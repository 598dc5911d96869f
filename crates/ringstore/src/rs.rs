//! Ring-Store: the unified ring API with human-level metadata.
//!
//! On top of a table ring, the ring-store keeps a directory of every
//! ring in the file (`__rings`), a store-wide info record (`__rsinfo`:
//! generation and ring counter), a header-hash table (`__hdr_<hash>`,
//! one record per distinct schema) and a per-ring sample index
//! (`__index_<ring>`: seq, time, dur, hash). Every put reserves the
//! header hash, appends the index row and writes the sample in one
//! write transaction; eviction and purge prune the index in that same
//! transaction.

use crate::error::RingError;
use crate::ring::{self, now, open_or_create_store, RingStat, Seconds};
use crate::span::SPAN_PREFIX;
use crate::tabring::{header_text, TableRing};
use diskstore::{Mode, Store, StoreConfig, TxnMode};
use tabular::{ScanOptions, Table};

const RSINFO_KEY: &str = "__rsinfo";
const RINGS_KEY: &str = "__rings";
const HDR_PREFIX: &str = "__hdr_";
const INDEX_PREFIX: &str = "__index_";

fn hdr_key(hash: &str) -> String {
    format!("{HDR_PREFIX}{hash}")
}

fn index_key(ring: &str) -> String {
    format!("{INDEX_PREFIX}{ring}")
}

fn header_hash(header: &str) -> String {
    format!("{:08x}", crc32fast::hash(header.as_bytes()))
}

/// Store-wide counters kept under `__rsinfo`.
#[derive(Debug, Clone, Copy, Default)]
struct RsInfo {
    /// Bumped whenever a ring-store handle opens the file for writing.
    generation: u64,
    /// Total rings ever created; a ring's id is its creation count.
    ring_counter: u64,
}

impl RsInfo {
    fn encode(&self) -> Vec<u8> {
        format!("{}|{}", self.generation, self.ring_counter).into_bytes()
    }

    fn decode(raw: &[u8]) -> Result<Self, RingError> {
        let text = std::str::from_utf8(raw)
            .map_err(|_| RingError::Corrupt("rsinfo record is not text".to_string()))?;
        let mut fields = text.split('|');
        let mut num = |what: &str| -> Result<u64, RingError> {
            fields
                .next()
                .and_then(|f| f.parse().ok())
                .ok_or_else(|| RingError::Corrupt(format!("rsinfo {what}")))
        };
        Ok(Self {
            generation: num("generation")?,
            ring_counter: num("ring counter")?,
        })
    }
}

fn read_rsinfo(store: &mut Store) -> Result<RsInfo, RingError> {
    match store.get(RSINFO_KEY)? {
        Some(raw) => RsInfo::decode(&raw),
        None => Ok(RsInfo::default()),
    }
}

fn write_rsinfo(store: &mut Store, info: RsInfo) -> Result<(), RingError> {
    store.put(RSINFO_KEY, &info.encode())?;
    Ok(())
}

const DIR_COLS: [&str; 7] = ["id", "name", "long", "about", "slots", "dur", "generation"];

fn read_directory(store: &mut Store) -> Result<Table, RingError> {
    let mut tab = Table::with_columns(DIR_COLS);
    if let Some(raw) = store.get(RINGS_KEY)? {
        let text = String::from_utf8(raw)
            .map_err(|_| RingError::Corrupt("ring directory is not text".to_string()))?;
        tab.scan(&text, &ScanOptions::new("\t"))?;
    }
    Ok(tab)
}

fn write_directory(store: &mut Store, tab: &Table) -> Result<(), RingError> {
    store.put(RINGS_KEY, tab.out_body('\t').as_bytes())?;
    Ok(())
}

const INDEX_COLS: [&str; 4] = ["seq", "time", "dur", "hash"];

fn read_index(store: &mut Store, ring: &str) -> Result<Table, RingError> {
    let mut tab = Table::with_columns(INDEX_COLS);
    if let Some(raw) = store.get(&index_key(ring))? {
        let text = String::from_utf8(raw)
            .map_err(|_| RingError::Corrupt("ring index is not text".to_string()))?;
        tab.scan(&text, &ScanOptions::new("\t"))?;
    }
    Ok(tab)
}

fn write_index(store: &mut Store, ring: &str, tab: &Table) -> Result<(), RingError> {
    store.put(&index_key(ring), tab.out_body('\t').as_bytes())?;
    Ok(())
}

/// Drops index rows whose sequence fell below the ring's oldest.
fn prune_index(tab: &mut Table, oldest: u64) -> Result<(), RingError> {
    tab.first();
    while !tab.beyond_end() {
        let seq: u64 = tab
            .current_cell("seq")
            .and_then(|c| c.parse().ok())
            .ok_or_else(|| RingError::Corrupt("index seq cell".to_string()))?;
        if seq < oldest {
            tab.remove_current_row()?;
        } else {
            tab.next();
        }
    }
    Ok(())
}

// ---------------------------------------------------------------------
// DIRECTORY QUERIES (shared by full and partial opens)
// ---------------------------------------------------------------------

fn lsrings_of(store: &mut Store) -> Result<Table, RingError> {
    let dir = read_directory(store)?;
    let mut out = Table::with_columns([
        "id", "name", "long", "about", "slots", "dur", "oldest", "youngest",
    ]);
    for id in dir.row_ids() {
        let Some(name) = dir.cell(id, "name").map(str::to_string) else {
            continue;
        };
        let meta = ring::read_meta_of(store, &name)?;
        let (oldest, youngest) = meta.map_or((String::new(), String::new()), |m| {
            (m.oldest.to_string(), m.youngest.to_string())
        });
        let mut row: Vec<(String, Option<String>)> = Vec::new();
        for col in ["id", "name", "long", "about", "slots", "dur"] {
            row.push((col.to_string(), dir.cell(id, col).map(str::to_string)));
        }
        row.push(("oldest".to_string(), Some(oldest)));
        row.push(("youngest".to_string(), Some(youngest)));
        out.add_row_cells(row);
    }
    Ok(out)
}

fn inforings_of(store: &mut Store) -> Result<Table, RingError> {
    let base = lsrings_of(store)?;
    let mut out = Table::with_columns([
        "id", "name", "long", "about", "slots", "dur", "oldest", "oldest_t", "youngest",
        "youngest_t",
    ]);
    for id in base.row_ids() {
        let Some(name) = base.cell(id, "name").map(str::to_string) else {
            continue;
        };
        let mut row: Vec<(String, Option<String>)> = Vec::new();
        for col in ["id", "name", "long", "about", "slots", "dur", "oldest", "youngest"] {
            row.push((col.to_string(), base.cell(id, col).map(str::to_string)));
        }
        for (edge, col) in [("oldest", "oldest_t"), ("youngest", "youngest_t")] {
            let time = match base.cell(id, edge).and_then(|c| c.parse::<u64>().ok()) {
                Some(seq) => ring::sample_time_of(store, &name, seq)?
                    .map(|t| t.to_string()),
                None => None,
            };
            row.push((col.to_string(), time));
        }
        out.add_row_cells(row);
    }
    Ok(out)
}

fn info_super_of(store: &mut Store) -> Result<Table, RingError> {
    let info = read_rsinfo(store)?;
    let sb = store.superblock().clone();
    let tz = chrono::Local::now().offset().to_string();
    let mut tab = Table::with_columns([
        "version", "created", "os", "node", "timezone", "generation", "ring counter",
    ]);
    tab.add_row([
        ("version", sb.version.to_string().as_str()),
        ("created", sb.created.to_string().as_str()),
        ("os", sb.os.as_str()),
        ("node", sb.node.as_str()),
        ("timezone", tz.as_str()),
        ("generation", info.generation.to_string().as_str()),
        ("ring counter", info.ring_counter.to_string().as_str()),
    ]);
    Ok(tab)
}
=-=-=-=-=
TASK DETAILS
Print every record above. Keep each one exactly as it is.

EXERCISE RESPONSE
repository 598dc5911d96869f
filename crates/ringstore/src/rs.rs
//! Ring-Store: the unified ring API with human-level metadata.
//!
//! On top of a table ring, the ring-store keeps a directory of every
//! ring in the file (`__rings`), a store-wide info record (`__rsinfo`:
//! generation and ring counter), a header-hash table (`__hdr_<hash>`,
//! one record per distinct schema) and a per-ring sample index
//! (`__index_<ring>`: seq, time, dur, hash). Every put reserves the
//! header hash, appends the index row and writes the sample in one
//! write transaction; eviction and purge prune the index in that same
//! transaction.

use crate::error::RingError;
use crate::ring::{self, now, open_or_create_store, RingStat, Seconds};
use crate::span::SPAN_PREFIX;
use crate::tabring::{header_text, TableRing};
use diskstore::{Mode, Store, StoreConfig, TxnMode};
use tabular::{ScanOptions, Table};

const RSINFO_KEY: &str = "__rsinfo";
const RINGS_KEY: &str = "__rings";
const HDR_PREFIX: &str = "__hdr_";
const INDEX_PREFIX: &str = "__index_";

fn hdr_key(hash: &str) -> String {
    format!("{HDR_PREFIX}{hash}")
}

fn index_key(ring: &str) -> String {
    format!("{INDEX_PREFIX}{ring}")
}

fn header_hash(header: &str) -> String {
    format!("{:08x}", crc32fast::hash(header.as_bytes()))
}

/// Store-wide counters kept under `__rsinfo`.
#[derive(Debug, Clone, Copy, Default)]
struct RsInfo {
    /// Bumped whenever a ring-store handle opens the file for writing.
    generation: u64,
    /// Total rings ever created; a ring's id is its creation count.
    ring_counter: u64,
}

impl RsInfo {
    fn encode(&self) -> Vec<u8> {
        format!("{}|{}", self.generation, self.ring_counter).into_bytes()
    }

    fn decode(raw: &[u8]) -> Result<Self, RingError> {
        let text = std::str::from_utf8(raw)
            .map_err(|_| RingError::Corrupt("rsinfo record is not text".to_string()))?;
        let mut fields = text.split('|');
        let mut num = |what: &str| -> Result<u64, RingError> {
            fields
                .next()
                .and_then(|f| f.parse().ok())
                .ok_or_else(|| RingError::Corrupt(format!("rsinfo {what}")))
        };
        Ok(Self {
            generation: num("generation")?,
            ring_counter: num("ring counter")?,
        })
    }
}

fn read_rsinfo(store: &mut Store) -> Result<RsInfo, RingError> {
    match store.get(RSINFO_KEY)? {
        Some(raw) => RsInfo::decode(&raw),
        None => Ok(RsInfo::default()),
    }
}

fn write_rsinfo(store: &mut Store, info: RsInfo) -> Result<(), RingError> {
    store.put(RSINFO_KEY, &info.encode())?;
    Ok(())
}

const DIR_COLS: [&str; 7] = ["id", "name", "long", "about", "slots", "dur", "generation"];

fn read_directory(store: &mut Store) -> Result<Table, RingError> {
    let mut tab = Table::with_columns(DIR_COLS);
    if let Some(raw) = store.get(RINGS_KEY)? {
        let text = String::from_utf8(raw)
            .map_err(|_| RingError::Corrupt("ring directory is not text".to_string()))?;
        tab.scan(&text, &ScanOptions::new("\t"))?;
    }
    Ok(tab)
}

fn write_directory(store: &mut Store, tab: &Table) -> Result<(), RingError> {
    store.put(RINGS_KEY, tab.out_body('\t').as_bytes())?;
    Ok(())
}

const INDEX_COLS: [&str; 4] = ["seq", "time", "dur", "hash"];

fn read_index(store: &mut Store, ring: &str) -> Result<Table, RingError> {
    let mut tab = Table::with_columns(INDEX_COLS);
    if let Some(raw) = store.get(&index_key(ring))? {
        let text = String::from_utf8(raw)
            .map_err(|_| RingError::Corrupt("ring index is not text".to_string()))?;
        tab.scan(&text, &ScanOptions::new("\t"))?;
    }
    Ok(tab)
}

fn write_index(store: &mut Store, ring: &str, tab: &Table) -> Result<(), RingError> {
    store.put(&index_key(ring), tab.out_body('\t').as_bytes())?;
    Ok(())
}

/// Drops index rows whose sequence fell below the ring's oldest.
fn prune_index(tab: &mut Table, oldest: u64) -> Result<(), RingError> {
    tab.first();
    while !tab.beyond_end() {
        let seq: u64 = tab
            .current_cell("seq")
            .and_then(|c| c.parse().ok())
            .ok_or_else(|| RingError::Corrupt("index seq cell".to_string()))?;
        if seq < oldest {
            tab.remove_current_row()?;
        } else {
            tab.next();
        }
    }
    Ok(())
}

// ---------------------------------------------------------------------
// DIRECTORY QUERIES (shared by full and partial opens)
// ---------------------------------------------------------------------

fn lsrings_of(store: &mut Store) -> Result<Table, RingError> {
    let dir = read_directory(store)?;
    let mut out = Table::with_columns([
        "id", "name", "long", "about", "slots", "dur", "oldest", "youngest",
    ]);
    for id in dir.row_ids() {
        let Some(name) = dir.cell(id, "name").map(str::to_string) else {
            continue;
        };
        let meta = ring::read_meta_of(store, &name)?;
        let (oldest, youngest) = meta.map_or((String::new(), String::new()), |m| {
            (m.oldest.to_string(), m.youngest.to_string())
        });
        let mut row: Vec<(String, Option<String>)> = Vec::new();
        for col in ["id", "name", "long", "about", "slots", "dur"] {
            row.push((col.to_string(), dir.cell(id, col).map(str::to_string)));
        }
        row.push(("oldest".to_string(), Some(oldest)));
        row.push(("youngest".to_string(), Some(youngest)));
        out.add_row_cells(row);
    }
    Ok(out)
}

fn inforings_of(store: &mut Store) -> Result<Table, RingError> {
    let base = lsrings_of(store)?;
    let mut out = Table::with_columns([
        "id", "name", "long", "about", "slots", "dur", "oldest", "oldest_t", "youngest",
        "youngest_t",
    ]);
    for id in base.row_ids() {
        let Some(name) = base.cell(id, "name").map(str::to_string) else {
            continue;
        };
        let mut row: Vec<(String, Option<String>)> = Vec::new();
        for col in ["id", "name", "long", "about", "slots", "dur", "oldest", "youngest"] {
            row.push((col.to_string(), base.cell(id, col).map(str::to_string)));
        }
        for (edge, col) in [("oldest", "oldest_t"), ("youngest", "youngest_t")] {
            let time = match base.cell(id, edge).and_then(|c| c.parse::<u64>().ok()) {
                Some(seq) => ring::sample_time_of(store, &name, seq)?
                    .map(|t| t.to_string()),
                None => None,
            };
            row.push((col.to_string(), time));
        }
        out.add_row_cells(row);
    }
    Ok(out)
}

fn info_super_of(store: &mut Store) -> Result<Table, RingError> {
    let info = read_rsinfo(store)?;
    let sb = store.superblock().clone();
    let tz = chrono::Local::now().offset().to_string();
    let mut tab = Table::with_columns([
        "version", "created", "os", "node", "timezone", "generation", "ring counter",
    ]);
    tab.add_row([
        ("version", sb.version.to_string().as_str()),
        ("created", sb.created.to_string().as_str()),
        ("os", sb.os.as_str()),
        ("node", sb.node.as_str()),
        ("timezone", tz.as_str()),
        ("generation", info.generation.to_string().as_str()),
        ("ring counter", info.ring_counter.to_string().as_str()),
    ]);
    Ok(tab)
}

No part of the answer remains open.